I, like many Filipinos, flew to the United States seeking opportunity. I came to pursue my graduate education, which places some distance, and privilege, between my position and that of many members of Damayan. But, as someone who has lived her entire life in the Philippines, their story is deeply familiar to me. Dictator Marcos’ labor export policy in the 1970s, which commodified the country’s working class, as well as economic strife, has led to a present where virtually everyone has a loved one who has gone abroad to make ends meet. Migration’s branches stretch far across the sea to America, Europe, and the Middle East, but its roots run deep and knotted in the soil of our home.

Chairs at the monthly member meeting.

Many in Damayan reached high school or college before becoming domestic workers. Many others are middle-aged, married, and hold bachelor's degrees, but when the deeply impoverished Philippines provided them with no possibilities to earn within their profession, they were forced to come to the States in search of employment to support their family. Here, they look after American families: they clean their bathrooms, cook their meals, pick up their children from school, and care for their elderly parents.

I approached Damayan in July 2023 wanting to lend my visual communication skills to a grassroots organization. Beyond that, I was researching ways to illustrate forced migration and displacement. And beyond even that—I missed home, and sought people who spoke my language, cooked my food, and understood the immense effort and quiet loss it takes to move from the Philippines to America. They understand this far deeper than I possibly could: others often misperceive migrant workers to be selfish and uncaring for leaving their children behind to work abroad, when it is for them a painful necessity.

The lack of recognition of domestic work as work has led to a widely unregulated industry: many Filipinos arrived in America on tourist visas, leaving them vulnerable to exploitation. Their employers made them work overtime or forced them to perform duties beyond their original agreement, while withholding their wages and passports or threatening them with deportation.

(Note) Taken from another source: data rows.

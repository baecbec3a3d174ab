//! In-memory datastore.
//!
//! The test double for the engine: keys map to folder markers or file
//! contents in a single mutex-guarded map. Folders are markers only — the
//! store does not require a parent folder to exist before a file is
//! created under it.

use std::collections::HashMap;

use async_trait::async_trait;
use tokio::sync::Mutex;

use crate::error::{Result, StoreError};
use crate::keys::safe_key;

use super::DataStore;

#[derive(Debug, Clone, PartialEq)]
enum Entry {
    Folder,
    File(String),
}

/// Map-backed [`DataStore`] implementation.
#[derive(Default)]
pub struct MemoryDataStore {
    entries: Mutex<HashMap<String, Entry>>,
}

impl MemoryDataStore {
    pub fn new() -> Self {
        Self::default()
    }

    /// Number of keys currently stored (files and folders).
    pub async fn key_count(&self) -> usize {
        self.entries.lock().await.len()
    }
}

#[async_trait]
impl DataStore for MemoryDataStore {
    async fn exists(&self, key: &str) -> Result<bool> {
        Ok(self.entries.lock().await.contains_key(&safe_key(key)))
    }

    async fn create_folder(&self, key: &str) -> Result<()> {
        self.entries
            .lock()
            .await
            .entry(safe_key(key))
            .or_insert(Entry::Folder);
        Ok(())
    }

    async fn create_file(&self, key: &str, content: &str) -> Result<()> {
        let key = safe_key(key);
        let mut entries = self.entries.lock().await;
        if entries.contains_key(&key) {
            return Err(StoreError::KeyExists(key));
        }
        entries.insert(key, Entry::File(content.to_string()));
        Ok(())
    }

    async fn load_file(&self, key: &str) -> Result<String> {
        let key = safe_key(key);
        match self.entries.lock().await.get(&key) {
            Some(Entry::File(content)) => Ok(content.clone()),
            _ => Err(StoreError::KeyNotFound(key)),
        }
    }

    async fn update_file(&self, key: &str, content: &str) -> Result<()> {
        let key = safe_key(key);
        let mut entries = self.entries.lock().await;
        match entries.get_mut(&key) {
            Some(Entry::File(existing)) => {
                *existing = content.to_string();
                Ok(())
            }
            _ => Err(StoreError::KeyNotFound(key)),
        }
    }

    async fn delete_file(&self, key: &str) -> Result<()> {
        let key = safe_key(key);
        let mut entries = self.entries.lock().await;
        match entries.get(&key) {
            Some(Entry::File(_)) => {
                entries.remove(&key);
                Ok(())
            }
            _ => Err(StoreError::KeyNotFound(key)),
        }
    }
}

#[cfg(test)]
mod tests {
    use super::*;
    use crate::datastore::{create_json, load_json};

    #[tokio::test]
    async fn test_create_load_update_roundtrip() {
        let store = MemoryDataStore::new();
        store.create_file("/a/b", "one").await.unwrap();
        assert_eq!(store.load_file("/a/b").await.unwrap(), "one");

        store.update_file("/a/b", "two").await.unwrap();
        assert_eq!(store.load_file("/a/b").await.unwrap(), "two");
    }

    #[tokio::test]
    async fn test_create_existing_file_fails() {
        let store = MemoryDataStore::new();
        store.create_file("/a", "x").await.unwrap();
        let err = store.create_file("/a", "y").await.unwrap_err();
        assert!(matches!(err, StoreError::KeyExists(_)));
    }

    #[tokio::test]
    async fn test_load_and_update_absent_fail() {
        let store = MemoryDataStore::new();
        assert!(store.load_file("/missing").await.unwrap_err().is_not_found());
        assert!(store
            .update_file("/missing", "x")
            .await
            .unwrap_err()
            .is_not_found());
    }

    #[tokio::test]
    async fn test_folder_creation_is_idempotent() {
        let store = MemoryDataStore::new();
        store.create_folder("/customers").await.unwrap();
        store.create_folder("/customers").await.unwrap();
        assert!(store.exists("/customers").await.unwrap());
    }

    #[tokio::test]
    async fn test_delete_file() {
        let store = MemoryDataStore::new();
        store.create_file("/lock", "1").await.unwrap();
        store.delete_file("/lock").await.unwrap();
        assert!(!store.exists("/lock").await.unwrap());
        assert!(store.delete_file("/lock").await.unwrap_err().is_not_found());
    }

    #[tokio::test]
    async fn test_keys_are_normalized() {
        let store = MemoryDataStore::new();
        store.create_file("a/b/", "x").await.unwrap();
        assert!(store.exists("/a/b").await.unwrap());
        assert_eq!(store.load_file("/a/b").await.unwrap(), "x");
    }

    #[tokio::test]
    async fn test_json_helpers() {
        let store = MemoryDataStore::new();
        let doc = serde_json::json!({"version": 0, "levels": []});
        create_json(&store, "/doc.json", &doc).await.unwrap();
        let loaded: serde_json::Value = load_json(&store, "/doc.json").await.unwrap();
        assert_eq!(loaded, doc);
    }
}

Several came to Damayan to seek help out of this situation. Since then, they have returned time and time again to attend the organization’s monthly meetings, legal clinics, health screenings, Know Your Rights trainings and workshops. They help the staff with organizing these events, bring trays of food to share, orient new members, and trade stories and advice as worker-leaders in training.

I volunteered to set up registration tables, hand out forms, and click through slideshows. As a researcher I took care to be helpful and never invasive. Damayan staff worked to protect attendees and their privacy. Attorney consultations happened behind closed doors, and every meeting opened with the same reminder: stories shared in this room do not leave it.

 

Things written on the board during meetings. Tips on how to build a case against an abusive employer, and a profile of the typical Damayan member as surveyed among attendees.


But this did not mean that generosity was in short supply. I was welcomed to these events the same way the organization would welcome anyone in need of resources, referrals, or community. In the narrow hallways and modestly-furnished rooms of Damayan’s headquarters, a refuge from exploitation and discrimination had been formed. A home had been made.

 

An emptied food tray at a members’ meeting.

A blood pressure monitor at a health screening.

Health screening giveaways.

 

Members of Damayan see it as a community that leaves no one behind, that helps them to make sense of the political, social, and economic situations in America and the Philippines while teaching them about their rights within both.

They come to Damayan with the goal of a future where domestic work is recognized socially and legally for what it is: “the work that makes all work possible.”